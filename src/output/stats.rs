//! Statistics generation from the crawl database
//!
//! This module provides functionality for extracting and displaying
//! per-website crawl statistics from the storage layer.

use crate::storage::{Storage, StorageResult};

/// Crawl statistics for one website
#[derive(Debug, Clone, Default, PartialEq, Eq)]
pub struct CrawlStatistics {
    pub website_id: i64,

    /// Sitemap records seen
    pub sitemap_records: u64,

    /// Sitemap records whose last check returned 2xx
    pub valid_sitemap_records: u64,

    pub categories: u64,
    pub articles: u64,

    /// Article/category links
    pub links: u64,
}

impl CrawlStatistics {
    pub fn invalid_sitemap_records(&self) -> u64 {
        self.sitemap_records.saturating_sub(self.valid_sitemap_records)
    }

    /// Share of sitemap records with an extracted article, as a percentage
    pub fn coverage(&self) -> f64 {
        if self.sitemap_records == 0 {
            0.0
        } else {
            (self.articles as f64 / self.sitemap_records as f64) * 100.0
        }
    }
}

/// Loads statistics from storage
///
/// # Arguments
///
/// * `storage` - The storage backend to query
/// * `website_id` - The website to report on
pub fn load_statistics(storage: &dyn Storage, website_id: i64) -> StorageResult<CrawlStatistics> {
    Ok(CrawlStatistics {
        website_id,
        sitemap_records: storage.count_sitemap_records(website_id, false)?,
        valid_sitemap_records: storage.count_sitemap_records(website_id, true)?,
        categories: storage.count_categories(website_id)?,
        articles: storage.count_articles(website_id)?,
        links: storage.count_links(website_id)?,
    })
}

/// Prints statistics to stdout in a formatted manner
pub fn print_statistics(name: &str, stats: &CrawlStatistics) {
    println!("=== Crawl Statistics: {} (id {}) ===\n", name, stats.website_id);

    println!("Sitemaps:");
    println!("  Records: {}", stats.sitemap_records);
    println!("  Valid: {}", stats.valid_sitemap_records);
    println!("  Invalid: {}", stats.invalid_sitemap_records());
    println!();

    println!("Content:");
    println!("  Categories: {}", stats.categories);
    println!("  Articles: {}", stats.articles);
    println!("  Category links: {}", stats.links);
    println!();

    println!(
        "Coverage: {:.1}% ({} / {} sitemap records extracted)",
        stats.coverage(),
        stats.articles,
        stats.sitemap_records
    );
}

--

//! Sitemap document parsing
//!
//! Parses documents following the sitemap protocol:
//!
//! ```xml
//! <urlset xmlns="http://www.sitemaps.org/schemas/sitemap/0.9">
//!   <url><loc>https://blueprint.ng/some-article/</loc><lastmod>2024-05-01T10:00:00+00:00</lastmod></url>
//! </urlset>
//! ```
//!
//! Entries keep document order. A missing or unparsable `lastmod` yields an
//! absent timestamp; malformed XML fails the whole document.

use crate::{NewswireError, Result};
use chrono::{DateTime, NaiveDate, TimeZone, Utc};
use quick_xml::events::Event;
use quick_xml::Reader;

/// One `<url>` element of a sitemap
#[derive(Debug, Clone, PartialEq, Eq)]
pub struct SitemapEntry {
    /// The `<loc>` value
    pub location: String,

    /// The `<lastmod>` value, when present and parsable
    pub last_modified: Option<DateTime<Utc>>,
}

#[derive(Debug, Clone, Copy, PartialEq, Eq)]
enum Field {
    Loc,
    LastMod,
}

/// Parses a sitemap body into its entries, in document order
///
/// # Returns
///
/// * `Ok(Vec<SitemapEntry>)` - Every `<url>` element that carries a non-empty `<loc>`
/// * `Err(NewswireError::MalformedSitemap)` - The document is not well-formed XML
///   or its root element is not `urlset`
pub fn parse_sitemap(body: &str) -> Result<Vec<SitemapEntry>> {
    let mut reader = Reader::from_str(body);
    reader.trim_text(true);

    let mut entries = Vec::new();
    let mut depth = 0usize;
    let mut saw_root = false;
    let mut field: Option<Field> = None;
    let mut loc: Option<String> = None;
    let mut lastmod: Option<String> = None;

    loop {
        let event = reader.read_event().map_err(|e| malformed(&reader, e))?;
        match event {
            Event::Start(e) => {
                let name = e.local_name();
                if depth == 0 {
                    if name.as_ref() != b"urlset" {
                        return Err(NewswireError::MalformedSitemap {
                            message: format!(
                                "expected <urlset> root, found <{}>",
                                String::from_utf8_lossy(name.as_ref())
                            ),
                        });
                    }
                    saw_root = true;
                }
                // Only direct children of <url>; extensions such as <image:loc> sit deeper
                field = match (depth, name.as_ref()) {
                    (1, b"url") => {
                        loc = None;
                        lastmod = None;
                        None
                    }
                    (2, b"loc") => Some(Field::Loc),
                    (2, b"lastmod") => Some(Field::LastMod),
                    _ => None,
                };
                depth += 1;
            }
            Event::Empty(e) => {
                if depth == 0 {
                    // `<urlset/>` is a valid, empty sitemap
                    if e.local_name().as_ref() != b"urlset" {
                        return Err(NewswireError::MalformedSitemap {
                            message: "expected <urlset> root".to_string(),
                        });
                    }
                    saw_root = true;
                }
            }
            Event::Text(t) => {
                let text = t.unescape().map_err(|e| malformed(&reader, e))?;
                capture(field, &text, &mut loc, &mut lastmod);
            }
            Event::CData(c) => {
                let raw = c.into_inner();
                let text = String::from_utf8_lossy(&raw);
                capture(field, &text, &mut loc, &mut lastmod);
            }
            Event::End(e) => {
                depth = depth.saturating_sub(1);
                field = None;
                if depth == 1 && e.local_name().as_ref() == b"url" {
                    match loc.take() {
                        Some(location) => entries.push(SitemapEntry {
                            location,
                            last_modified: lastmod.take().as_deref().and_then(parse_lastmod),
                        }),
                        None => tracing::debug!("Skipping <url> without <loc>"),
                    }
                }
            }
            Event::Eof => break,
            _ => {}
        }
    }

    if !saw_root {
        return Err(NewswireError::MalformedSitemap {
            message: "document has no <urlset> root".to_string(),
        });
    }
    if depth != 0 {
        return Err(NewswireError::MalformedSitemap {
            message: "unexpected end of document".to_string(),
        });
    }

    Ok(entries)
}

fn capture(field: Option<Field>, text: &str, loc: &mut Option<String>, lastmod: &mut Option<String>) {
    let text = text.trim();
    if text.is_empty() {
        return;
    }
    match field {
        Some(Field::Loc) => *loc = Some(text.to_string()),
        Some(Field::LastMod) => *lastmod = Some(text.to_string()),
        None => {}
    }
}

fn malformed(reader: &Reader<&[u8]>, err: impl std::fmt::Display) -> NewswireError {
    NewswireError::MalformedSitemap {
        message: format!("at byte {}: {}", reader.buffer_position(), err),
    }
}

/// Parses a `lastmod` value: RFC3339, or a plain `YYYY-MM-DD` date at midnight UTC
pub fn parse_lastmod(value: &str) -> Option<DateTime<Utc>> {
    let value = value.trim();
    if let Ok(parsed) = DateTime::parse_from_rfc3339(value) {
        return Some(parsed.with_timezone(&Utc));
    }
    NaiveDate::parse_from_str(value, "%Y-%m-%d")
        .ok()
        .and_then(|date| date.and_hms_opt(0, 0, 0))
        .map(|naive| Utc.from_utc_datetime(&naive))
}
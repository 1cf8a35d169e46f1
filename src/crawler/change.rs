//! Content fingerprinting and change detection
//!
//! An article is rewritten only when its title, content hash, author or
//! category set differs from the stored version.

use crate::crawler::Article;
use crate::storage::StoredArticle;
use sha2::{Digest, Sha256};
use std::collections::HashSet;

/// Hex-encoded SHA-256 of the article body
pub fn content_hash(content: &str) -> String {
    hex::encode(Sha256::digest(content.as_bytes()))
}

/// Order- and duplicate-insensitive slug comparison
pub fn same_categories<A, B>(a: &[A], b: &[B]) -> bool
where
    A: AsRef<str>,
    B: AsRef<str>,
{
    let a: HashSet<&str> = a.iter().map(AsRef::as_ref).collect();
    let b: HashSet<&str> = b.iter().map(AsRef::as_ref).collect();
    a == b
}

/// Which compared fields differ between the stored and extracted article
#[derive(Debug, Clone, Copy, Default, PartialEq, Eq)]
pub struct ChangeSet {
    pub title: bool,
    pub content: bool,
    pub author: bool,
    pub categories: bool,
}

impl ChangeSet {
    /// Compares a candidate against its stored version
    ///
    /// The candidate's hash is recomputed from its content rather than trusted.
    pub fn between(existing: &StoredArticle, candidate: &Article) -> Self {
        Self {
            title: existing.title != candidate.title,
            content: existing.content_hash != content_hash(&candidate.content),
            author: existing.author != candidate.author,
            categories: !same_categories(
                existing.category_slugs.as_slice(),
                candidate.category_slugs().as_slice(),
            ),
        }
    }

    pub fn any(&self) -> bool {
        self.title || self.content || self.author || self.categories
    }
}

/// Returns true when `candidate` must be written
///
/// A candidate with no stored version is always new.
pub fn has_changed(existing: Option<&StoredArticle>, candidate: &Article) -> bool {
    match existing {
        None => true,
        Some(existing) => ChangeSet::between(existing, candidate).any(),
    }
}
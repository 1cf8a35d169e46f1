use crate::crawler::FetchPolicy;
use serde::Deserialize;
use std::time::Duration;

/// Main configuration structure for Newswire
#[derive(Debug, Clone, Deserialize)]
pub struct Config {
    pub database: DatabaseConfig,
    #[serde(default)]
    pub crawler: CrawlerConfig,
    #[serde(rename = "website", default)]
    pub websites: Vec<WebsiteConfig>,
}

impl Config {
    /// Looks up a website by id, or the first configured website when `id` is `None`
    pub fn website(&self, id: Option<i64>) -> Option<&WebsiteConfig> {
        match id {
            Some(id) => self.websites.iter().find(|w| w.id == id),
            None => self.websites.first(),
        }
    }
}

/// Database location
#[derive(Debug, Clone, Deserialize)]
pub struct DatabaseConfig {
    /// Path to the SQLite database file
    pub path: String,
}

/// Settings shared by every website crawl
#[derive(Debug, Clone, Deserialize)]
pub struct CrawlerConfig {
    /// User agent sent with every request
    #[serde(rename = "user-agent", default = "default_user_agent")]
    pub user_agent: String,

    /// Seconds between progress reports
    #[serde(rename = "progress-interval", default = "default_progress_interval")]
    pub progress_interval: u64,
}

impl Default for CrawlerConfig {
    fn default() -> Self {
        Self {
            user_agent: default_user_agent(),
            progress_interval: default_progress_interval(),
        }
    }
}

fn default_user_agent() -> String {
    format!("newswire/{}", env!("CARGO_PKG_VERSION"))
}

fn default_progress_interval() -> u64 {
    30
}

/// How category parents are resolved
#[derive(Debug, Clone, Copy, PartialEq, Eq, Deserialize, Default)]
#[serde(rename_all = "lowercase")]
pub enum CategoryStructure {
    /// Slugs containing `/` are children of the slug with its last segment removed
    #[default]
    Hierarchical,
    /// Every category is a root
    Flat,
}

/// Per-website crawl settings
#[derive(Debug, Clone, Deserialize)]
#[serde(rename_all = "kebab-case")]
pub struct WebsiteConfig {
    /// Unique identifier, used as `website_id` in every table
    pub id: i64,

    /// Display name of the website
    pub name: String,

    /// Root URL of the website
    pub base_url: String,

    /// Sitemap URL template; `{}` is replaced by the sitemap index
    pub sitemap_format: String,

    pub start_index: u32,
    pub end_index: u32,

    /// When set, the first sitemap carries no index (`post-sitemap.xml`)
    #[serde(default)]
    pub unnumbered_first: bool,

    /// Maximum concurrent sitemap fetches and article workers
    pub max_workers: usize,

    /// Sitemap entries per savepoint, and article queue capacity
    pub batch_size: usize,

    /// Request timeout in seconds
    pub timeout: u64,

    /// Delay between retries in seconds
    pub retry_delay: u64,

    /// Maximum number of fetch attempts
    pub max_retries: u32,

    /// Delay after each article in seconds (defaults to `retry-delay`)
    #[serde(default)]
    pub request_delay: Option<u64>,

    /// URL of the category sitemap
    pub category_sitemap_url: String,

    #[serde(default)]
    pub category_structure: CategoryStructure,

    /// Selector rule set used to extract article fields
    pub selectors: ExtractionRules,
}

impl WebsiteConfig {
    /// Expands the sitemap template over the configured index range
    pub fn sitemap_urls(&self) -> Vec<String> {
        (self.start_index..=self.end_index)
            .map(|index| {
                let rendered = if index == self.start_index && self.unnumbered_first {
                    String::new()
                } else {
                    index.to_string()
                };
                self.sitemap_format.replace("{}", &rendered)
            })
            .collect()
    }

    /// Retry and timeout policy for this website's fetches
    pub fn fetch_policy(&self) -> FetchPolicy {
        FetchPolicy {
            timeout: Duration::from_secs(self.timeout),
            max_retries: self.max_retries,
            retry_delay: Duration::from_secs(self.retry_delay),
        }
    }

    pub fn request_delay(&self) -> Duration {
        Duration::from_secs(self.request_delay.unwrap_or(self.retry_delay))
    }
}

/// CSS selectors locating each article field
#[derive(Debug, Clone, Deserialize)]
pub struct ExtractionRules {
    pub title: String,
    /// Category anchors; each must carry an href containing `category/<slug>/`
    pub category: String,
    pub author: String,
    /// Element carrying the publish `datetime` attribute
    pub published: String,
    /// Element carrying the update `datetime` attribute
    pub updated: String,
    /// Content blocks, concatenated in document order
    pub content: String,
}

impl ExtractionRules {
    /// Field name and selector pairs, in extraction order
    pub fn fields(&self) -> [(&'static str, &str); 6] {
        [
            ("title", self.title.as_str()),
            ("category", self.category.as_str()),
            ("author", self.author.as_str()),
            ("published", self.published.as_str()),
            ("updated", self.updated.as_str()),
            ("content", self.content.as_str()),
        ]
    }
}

--

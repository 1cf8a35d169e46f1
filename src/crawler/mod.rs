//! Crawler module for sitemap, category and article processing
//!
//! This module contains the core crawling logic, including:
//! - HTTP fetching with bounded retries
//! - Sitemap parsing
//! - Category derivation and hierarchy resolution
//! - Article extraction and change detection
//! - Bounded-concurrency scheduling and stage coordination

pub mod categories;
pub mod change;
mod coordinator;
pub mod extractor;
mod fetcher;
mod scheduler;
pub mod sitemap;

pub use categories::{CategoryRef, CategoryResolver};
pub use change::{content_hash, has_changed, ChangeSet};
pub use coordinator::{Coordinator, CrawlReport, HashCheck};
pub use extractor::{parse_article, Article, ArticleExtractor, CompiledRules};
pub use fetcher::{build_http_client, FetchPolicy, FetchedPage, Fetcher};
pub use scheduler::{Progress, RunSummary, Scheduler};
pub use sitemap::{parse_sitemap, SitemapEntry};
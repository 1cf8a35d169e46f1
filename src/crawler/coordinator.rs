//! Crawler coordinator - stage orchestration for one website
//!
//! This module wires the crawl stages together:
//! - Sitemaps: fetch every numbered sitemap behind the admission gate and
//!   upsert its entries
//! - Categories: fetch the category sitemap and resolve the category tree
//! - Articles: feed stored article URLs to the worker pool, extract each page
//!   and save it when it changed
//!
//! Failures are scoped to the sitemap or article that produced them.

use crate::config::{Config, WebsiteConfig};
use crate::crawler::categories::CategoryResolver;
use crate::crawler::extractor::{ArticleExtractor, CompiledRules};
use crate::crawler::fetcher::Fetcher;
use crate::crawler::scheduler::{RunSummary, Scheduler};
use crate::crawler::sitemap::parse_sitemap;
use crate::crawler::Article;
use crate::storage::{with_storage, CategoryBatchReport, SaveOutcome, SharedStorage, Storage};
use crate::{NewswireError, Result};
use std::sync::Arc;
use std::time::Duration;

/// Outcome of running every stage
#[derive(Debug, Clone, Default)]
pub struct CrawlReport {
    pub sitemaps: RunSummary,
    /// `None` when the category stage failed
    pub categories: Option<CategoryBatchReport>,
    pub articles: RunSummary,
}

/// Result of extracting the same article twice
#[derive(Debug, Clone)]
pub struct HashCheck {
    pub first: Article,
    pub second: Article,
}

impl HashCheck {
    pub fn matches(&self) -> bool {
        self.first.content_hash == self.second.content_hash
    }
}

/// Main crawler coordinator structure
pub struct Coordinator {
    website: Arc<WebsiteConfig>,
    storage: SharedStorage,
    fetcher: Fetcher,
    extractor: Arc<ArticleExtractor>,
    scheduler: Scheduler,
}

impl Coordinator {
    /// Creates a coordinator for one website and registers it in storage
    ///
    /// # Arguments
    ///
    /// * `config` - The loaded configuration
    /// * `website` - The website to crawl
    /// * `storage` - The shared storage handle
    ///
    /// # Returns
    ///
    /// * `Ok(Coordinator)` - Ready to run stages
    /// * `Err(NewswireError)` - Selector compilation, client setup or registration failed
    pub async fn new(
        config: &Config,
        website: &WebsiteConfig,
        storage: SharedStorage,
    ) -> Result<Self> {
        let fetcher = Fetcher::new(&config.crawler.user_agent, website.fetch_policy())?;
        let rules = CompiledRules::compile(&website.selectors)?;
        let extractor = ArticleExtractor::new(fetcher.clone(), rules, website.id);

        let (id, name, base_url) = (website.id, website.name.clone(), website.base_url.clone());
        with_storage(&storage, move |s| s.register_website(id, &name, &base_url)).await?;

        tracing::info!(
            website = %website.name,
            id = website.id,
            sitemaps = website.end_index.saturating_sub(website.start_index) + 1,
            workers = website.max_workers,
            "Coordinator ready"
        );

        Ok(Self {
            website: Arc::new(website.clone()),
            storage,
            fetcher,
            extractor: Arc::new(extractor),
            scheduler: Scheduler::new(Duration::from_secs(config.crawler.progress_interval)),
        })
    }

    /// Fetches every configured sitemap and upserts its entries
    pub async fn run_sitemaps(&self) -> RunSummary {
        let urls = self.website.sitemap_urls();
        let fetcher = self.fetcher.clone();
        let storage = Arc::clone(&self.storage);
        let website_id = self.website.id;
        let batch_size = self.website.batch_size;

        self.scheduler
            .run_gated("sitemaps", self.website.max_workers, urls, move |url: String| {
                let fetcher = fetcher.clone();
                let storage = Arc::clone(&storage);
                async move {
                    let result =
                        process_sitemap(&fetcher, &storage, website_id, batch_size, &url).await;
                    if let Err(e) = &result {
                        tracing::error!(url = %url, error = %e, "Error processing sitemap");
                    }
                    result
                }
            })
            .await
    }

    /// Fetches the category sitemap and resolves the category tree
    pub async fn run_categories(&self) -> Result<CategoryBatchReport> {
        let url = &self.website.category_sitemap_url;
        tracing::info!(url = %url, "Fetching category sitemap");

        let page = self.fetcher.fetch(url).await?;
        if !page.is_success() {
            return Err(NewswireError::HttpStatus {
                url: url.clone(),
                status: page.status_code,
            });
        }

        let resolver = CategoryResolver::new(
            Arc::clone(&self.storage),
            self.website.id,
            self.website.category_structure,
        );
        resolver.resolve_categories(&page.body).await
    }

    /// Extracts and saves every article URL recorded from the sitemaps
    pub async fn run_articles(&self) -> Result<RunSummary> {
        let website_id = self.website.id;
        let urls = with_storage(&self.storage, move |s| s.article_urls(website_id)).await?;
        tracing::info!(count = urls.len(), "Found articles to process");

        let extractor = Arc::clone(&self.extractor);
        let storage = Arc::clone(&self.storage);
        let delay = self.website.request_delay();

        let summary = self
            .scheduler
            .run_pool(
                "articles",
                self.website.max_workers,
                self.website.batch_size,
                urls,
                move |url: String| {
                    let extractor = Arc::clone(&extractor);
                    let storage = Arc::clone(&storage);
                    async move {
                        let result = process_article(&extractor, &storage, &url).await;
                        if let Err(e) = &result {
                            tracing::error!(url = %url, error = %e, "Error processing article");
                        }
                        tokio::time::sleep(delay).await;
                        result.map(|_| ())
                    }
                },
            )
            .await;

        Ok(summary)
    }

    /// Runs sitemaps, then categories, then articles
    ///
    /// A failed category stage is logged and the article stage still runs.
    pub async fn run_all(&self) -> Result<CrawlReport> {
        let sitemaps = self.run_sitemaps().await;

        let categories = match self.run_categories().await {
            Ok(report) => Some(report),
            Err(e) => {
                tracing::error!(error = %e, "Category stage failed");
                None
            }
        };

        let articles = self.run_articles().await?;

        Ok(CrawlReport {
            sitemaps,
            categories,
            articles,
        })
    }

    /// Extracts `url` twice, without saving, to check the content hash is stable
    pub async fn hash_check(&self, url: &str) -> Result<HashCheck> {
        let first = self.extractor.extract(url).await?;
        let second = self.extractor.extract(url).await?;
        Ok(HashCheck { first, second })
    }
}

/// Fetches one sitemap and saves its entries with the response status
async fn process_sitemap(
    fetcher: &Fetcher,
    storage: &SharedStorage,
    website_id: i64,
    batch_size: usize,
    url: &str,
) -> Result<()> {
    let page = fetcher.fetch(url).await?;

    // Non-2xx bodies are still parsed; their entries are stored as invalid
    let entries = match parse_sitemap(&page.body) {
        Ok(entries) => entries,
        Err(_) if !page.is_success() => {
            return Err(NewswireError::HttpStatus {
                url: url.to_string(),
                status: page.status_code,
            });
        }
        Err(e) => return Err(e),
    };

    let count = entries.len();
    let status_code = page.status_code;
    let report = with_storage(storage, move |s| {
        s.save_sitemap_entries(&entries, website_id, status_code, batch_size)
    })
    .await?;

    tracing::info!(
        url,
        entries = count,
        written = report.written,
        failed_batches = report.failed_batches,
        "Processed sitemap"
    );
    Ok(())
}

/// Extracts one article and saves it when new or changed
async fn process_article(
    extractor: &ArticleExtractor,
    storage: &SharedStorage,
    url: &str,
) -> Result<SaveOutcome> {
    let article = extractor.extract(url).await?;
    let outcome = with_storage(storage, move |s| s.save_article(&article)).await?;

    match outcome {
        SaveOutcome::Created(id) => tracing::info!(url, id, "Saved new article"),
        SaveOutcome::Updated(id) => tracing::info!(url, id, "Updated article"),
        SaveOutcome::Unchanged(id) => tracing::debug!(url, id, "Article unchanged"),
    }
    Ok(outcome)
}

# REQUIRED ACTION
Count how many lines in the entries hold "still" and reply with that number alone.

# SOLUTION
2